Work order:
Gather, from the data below, each line in which the word "source" occurs.
== Input material ==
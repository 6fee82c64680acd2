//! Latest-wins stream throttling
//!
//! Subscriptions at coarse refresh rates sit on top of a faster source; the
//! combinator here gates emission on a timer and drops every stale item in
//! between. A schedule view polling every ten seconds wants the freshest
//! classification at each tick, not a backlog of nine identical ones.

use futures::{Stream, ready};
use pin_project_lite::pin_project;
use std::pin::Pin;
use std::task::{Context, Poll};
use std::time::Duration;
use tokio::time::{Interval, MissedTickBehavior, interval};

/// Extension trait to add throttling to any Stream
pub trait ThrottleExt: Stream {
    /// Throttle the stream to emit at most once per interval
    ///
    /// Latest-wins semantics: when several items arrive within one interval,
    /// only the most recent one is emitted.
    fn throttle(self, min_gap: Duration) -> Throttle<Self>
    where
        Self: Sized,
    {
        Throttle::new(self, min_gap)
    }
}

impl<T: Stream> ThrottleExt for T {}

pin_project! {
    /// A stream combinator that caps emission rate, keeping the latest item
    pub struct Throttle<S: Stream> {
        #[pin]
        inner: S,
        gate: Interval,
        held: Option<S::Item>,
    }
}

impl<S: Stream> Throttle<S> {
    /// Create a new throttled stream
    pub fn new(inner: S, min_gap: Duration) -> Self {
        let mut gate = interval(min_gap);
        // A stalled consumer should not be repaid with a burst of ticks.
        gate.set_missed_tick_behavior(MissedTickBehavior::Delay);

        Self { inner, gate, held: None }
    }
}

impl<S: Stream> Stream for Throttle<S> {
    type Item = S::Item;

    fn poll_next(self: Pin<&mut Self>, cx: &mut Context<'_>) -> Poll<Option<Self::Item>> {
        let mut this = self.project();

        ready!(this.gate.poll_tick(cx));

        // Drain whatever queued up during the gap; only the newest survives.
        loop {
            match this.inner.as_mut().poll_next(cx) {
                Poll::Ready(Some(item)) => *this.held = Some(item),
                Poll::Ready(None) => return Poll::Ready(this.held.take()),
                Poll::Pending => return Poll::Ready(this.held.take()),
            }
        }
    }
}

#[cfg(test)]
mod tests {
    use super::*;
    use futures::StreamExt;

    #[tokio::test]
    async fn throttle_keeps_only_the_latest_item() {
        let source = futures::stream::iter(1..=100);
        let mut throttled = source.throttle(Duration::from_millis(1));

        // All 100 items are immediately ready, so the first gated poll drains
        // them and yields the newest.
        assert_eq!(throttled.next().await, Some(100));
        assert_eq!(throttled.next().await, None);
    }

    #[tokio::test]
    async fn throttle_passes_through_end_of_stream() {
        let source = futures::stream::iter(std::iter::empty::<u32>());
        let mut throttled = source.throttle(Duration::from_millis(1));
        assert_eq!(throttled.next().await, None);
    }
}
//! Resolved moment types for the stream-based architecture

use chrono::NaiveDateTime;
use serde::{Deserialize, Serialize};

use super::{BreakKind, ScheduleEntry, Weekday};

/// In-break state: which kind of gap, and the period that follows it.
#[derive(Debug, Clone, Copy, PartialEq, Eq, Serialize, Deserialize)]
pub struct BreakState {
    /// Short break or lunch.
    pub kind: BreakKind,
    /// Period that starts when the gap ends.
    pub next_period: u8,
}

/// Classification of a moment. Exactly one applies at any instant.
#[derive(Debug, Clone, Copy, PartialEq, Eq, Serialize, Deserialize)]
pub enum MomentKind {
    /// Saturday or Sunday; no timetable exists.
    NoSchoolDay,
    /// Inside a period window with a matching entry.
    InClass,
    /// Inside one of the seven fixed gaps.
    InBreak,
    /// A school day, but outside every period and gap (before school, after
    /// school, or inside a period window with no entry scheduled).
    IdleGap,
}

/// The resolved classification of a single wall-clock instant.
///
/// This is the fundamental data unit that flows through the system. It is
/// derived, recomputed on every poll and never persisted; all fields follow
/// purely from the timestamp, the fixed window tables and the loaded entries.
#[derive(Debug, Clone, PartialEq, Serialize, Deserialize)]
pub struct ResolvedMoment {
    /// The instant this moment was resolved for.
    pub timestamp: NaiveDateTime,

    /// School weekday, `None` on weekends.
    pub weekday: Option<Weekday>,

    /// Period whose window contains the timestamp, if any.
    pub active_period: Option<u8>,

    /// Entry scheduled for `(weekday, active_period)`, if any.
    pub active_entry: Option<ScheduleEntry>,

    /// Break window containing the timestamp, if any.
    pub break_state: Option<BreakState>,

    /// During a break, the entry scheduled for the following period.
    pub next_entry: Option<ScheduleEntry>,
}

impl ResolvedMoment {
    /// Classify this moment. Exactly one [`MomentKind`] applies.
    pub fn kind(&self) -> MomentKind {
        if self.weekday.is_none() {
            MomentKind::NoSchoolDay
        } else if self.active_entry.is_some() {
            MomentKind::InClass
        } else if self.break_state.is_some() {
            MomentKind::InBreak
        } else {
            MomentKind::IdleGap
        }
    }

    /// Whether the timestamp falls inside one of the fixed gaps.
    pub fn in_break(&self) -> bool {
        self.break_state.is_some()
    }
}

/// A resolved moment plus its position in the provider's sequence.
///
/// Packets are what [`MomentProvider`](crate::provider::MomentProvider)
/// implementations yield; the tick counter is monotonic per provider and lets
/// consumers detect skipped polls.
#[derive(Debug, Clone)]
pub struct MomentPacket {
    /// The resolved moment.
    pub moment: ResolvedMoment,

    /// Monotonic poll counter.
    pub tick: u64,
}

impl MomentPacket {
    /// Create a new packet.
    pub fn new(moment: ResolvedMoment, tick: u64) -> Self {
        Self { moment, tick }
    }
}
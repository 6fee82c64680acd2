//! Moment provider implementations

pub mod live;
pub mod replay;

pub use live::LiveProvider;
pub use replay::ReplayProvider;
===
Written response:
//! Subscriptions at coarse refresh rates sit on top of a faster source; the
        let source = futures::stream::iter(1..=100);
        let mut throttled = source.throttle(Duration::from_millis(1));
        let source = futures::stream::iter(std::iter::empty::<u32>());
        let mut throttled = source.throttle(Duration::from_millis(1));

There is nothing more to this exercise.